Mabra asserts the obverse image depicts Bishr because of the insertion of his name in Arabic below the image in the first of the three years of the coin series (along with his name in Middle Persian on the obverse). It is further strengthened, according to Mabra, by Islamic tradition attributing to Bishr the custom of the prayer leader (khatib) raising his hands during the Friday prayer sermon. This innovation was also attributed to caliphs Marwan I and Abd al-Malik as well as Bishr's Zubayrid predecessor in Iraq, Umar ibn Ubayd Allah ibn Ma'mar. Around the same time as Bishr, Abd al-Malik was minting the 'standing caliph' series of gold dinars in Syria depicting himself. Numistatists John Walker and Luke Treadwell posit that Bishr's coins were produced in conjunction with Abd al-Malik's and depicted the caliph or the 'Marwanid' leader in general. Treadwell noted that Bishr's addition of his name below the image of his coins likely offended the caliph and led to the name's removal in later versions of the coins. Mabra considers this as unlikely, suggesting the lack of design overlap between Abd al-Malik's and Bishr's coinage meant Abd al-Malik exercised little control over the mints in Iraq and that the removal of Bishr's name did not necessarily indicate the image was redefined to depict the caliph. The high volume production of Bishr's coinage in all three years of its minting suggests it was a major public messaging effort by Bishr staking his place as a senior member of the Marwanid ruling family and potentially as a contender of caliphal succession.
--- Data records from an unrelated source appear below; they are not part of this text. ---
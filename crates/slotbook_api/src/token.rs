// --- File: crates/slotbook_api/src/token.rs ---
use std::sync::{Arc, RwLock};

/// The backend bearer token, shared between the client and whoever logs in.
///
/// Cloning shares the same slot: clearing it through one handle (e.g. after
/// a 401) is visible through all of them.
#[derive(Clone, Debug, Default)]
pub struct TokenStore {
    inner: Arc<RwLock<Option<String>>>,
}

impl TokenStore {
    pub fn new(initial: Option<String>) -> Self {
        Self {
            inner: Arc::new(RwLock::new(initial.filter(|t| !t.is_empty()))),
        }
    }

    pub fn get(&self) -> Option<String> {
        self.inner
            .read()
            .unwrap_or_else(|poisoned| poisoned.into_inner())
            .clone()
    }

    pub fn set(&self, token: impl Into<String>) {
        let token = token.into();
        let mut slot = self
            .inner
            .write()
            .unwrap_or_else(|poisoned| poisoned.into_inner());
        *slot = if token.is_empty() { None } else { Some(token) };
    }

    pub fn clear(&self) {
        *self
            .inner
            .write()
            .unwrap_or_else(|poisoned| poisoned.into_inner()) = None;
    }

    pub fn is_authenticated(&self) -> bool {
        self.get().is_some()
    }
}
Among Bishr's other innovations to Muslim religious life in Iraq, at a time when such rituals were still being formulated, were the calling of the adhan twice on the two Muslim feast days of Eid al-Adha and Eid al-Fitr. Bishr was criticized for his ritual innovations and neglecting to distribute food to his subjects, a task which he entrusted to his shurta and court.

===Court poetry===
Bishr, like many of his kinsmen, drank wine and led a festive life with his friends. Some of these friends helped Bishr rid himself of the overarching presence of Rawh ibn Zinba by trickery. Bishr was fond of music and poetry, and was celebrated in panegyrics by numerous poets, including al-Farazdaq. Other poets under his patronage included Jarir, Kuthayyir Azza, Suraqa ibn Mirdas al-Bariqi, Nusayb, al-Ra'i, Ka'b al-Ashqari, Ibn al-Zabir and al-Uqayshir al-Asadi. Bishr was well known for instigating poetic duels between Jarir and al-Akhtal. One poet who opposed Bishr was the pro-Zubayrid Kilabi chieftain, Zufar ibn al-Harith, who castigated the Umayyad prince in verse.
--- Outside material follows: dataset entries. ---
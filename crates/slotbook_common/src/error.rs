use std::fmt;
use thiserror::Error;

/// Error reported by the `slotbook` binary.
///
/// Each crate keeps its own error enum (`GcalError`, `ApiError`, ...) and
/// converts into this one where a command finishes, so every failure is
/// printed the same way.
#[derive(Error, Debug)]
pub enum SlotbookError {
    /// Transport failure talking to the backend or Google
    #[error("HTTP request failed: {0}")]
    HttpError(String),

    /// A response body or argument could not be parsed
    #[error("Failed to parse data: {0}")]
    ParseError(String),

    #[error("Configuration error: {0}")]
    ConfigError(String),

    /// The backend or provider rejected our credentials
    #[error("Authentication error: {0}")]
    AuthError(String),

    #[error("Validation error: {0}")]
    ValidationError(String),

    #[error("External service error: {service_name} - {message}")]
    ExternalServiceError {
        service_name: String,
        message: String,
    },

    /// The requested slot is taken
    #[error("Conflict: {0}")]
    ConflictError(String),

    #[error("Not found: {0}")]
    NotFoundError(String),

    #[error("Timeout: {0}")]
    TimeoutError(String),

    #[error("Rate limited: {0}")]
    RateLimitError(String),
}

impl From<reqwest::Error> for SlotbookError {
    fn from(err: reqwest::Error) -> Self {
        if err.is_timeout() {
            SlotbookError::TimeoutError(err.to_string())
        } else {
            SlotbookError::HttpError(err.to_string())
        }
    }
}

impl From<serde_json::Error> for SlotbookError {
    fn from(err: serde_json::Error) -> Self {
        SlotbookError::ParseError(err.to_string())
    }
}

pub fn validation_error<T: fmt::Display>(message: T) -> SlotbookError {
    SlotbookError::ValidationError(message.to_string())
}

pub fn external_service_error<T: fmt::Display>(service_name: &str, message: T) -> SlotbookError {
    SlotbookError::ExternalServiceError {
        service_name: service_name.to_string(),
        message: message.to_string(),
    }
}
According to Mabra, "the best evidence" for Bishr's caliphal ambitions was the poetry recited in his court, the most conclusive verses being those of al-A'sha ibn Shayban, who called for Bishr to be third in line to the throne after Abd al-Malik and Abd al-Aziz:

When your brother leaves to his brother
his caliphate vacant, in good fortune, and not in bad,
for you are the third one designated for it,
the waṣiyya (right of leadership) made by one who is resolute and not uncertain.
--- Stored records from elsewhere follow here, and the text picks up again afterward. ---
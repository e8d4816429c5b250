// --- File: crates/slotbook_api/src/lib.rs ---
//! Client for the slotbook backend: session token, calendar endpoints and
//! the client-side calendar store.

pub mod calendar;
pub mod client;
pub mod store;
pub mod token;

#[cfg(test)]
mod store_test;

pub use calendar::{
    ApiSlot, AuthUrlResponse, BookEventRequest, BookingResponse, CalendarApi, CalendarStatus,
    HttpCalendarApi, SlotsResponse,
};
pub use client::{ApiClient, ApiError};
pub use store::{normalize_date, CalendarState, CalendarStore};
pub use token::TokenStore;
By my life, night has set on Maʿdd, and when morning comes
all of it loves you, oh Bishr ibn Marwān.
It favors and hopes that you become the caliph,
and all of it hopes for you in the world and religion.

==Death==
Bishr had contended with an unknown illness or infection from the time of his arrival in Basra. A few months later, c. 694, he died in his mid-forties. He was buried in Basra, but within days his grave had become indistinguishable from the grave of a certain African who had died on the same day. Some soldiers in al-Muhallab's army defected upon hearing news of Bishr's death. Abd al-Malik appointed al-Hajjaj ibn Yusuf to replace Bishr as governor of Iraq, i.e. the combined provinces of Kufa and Basra.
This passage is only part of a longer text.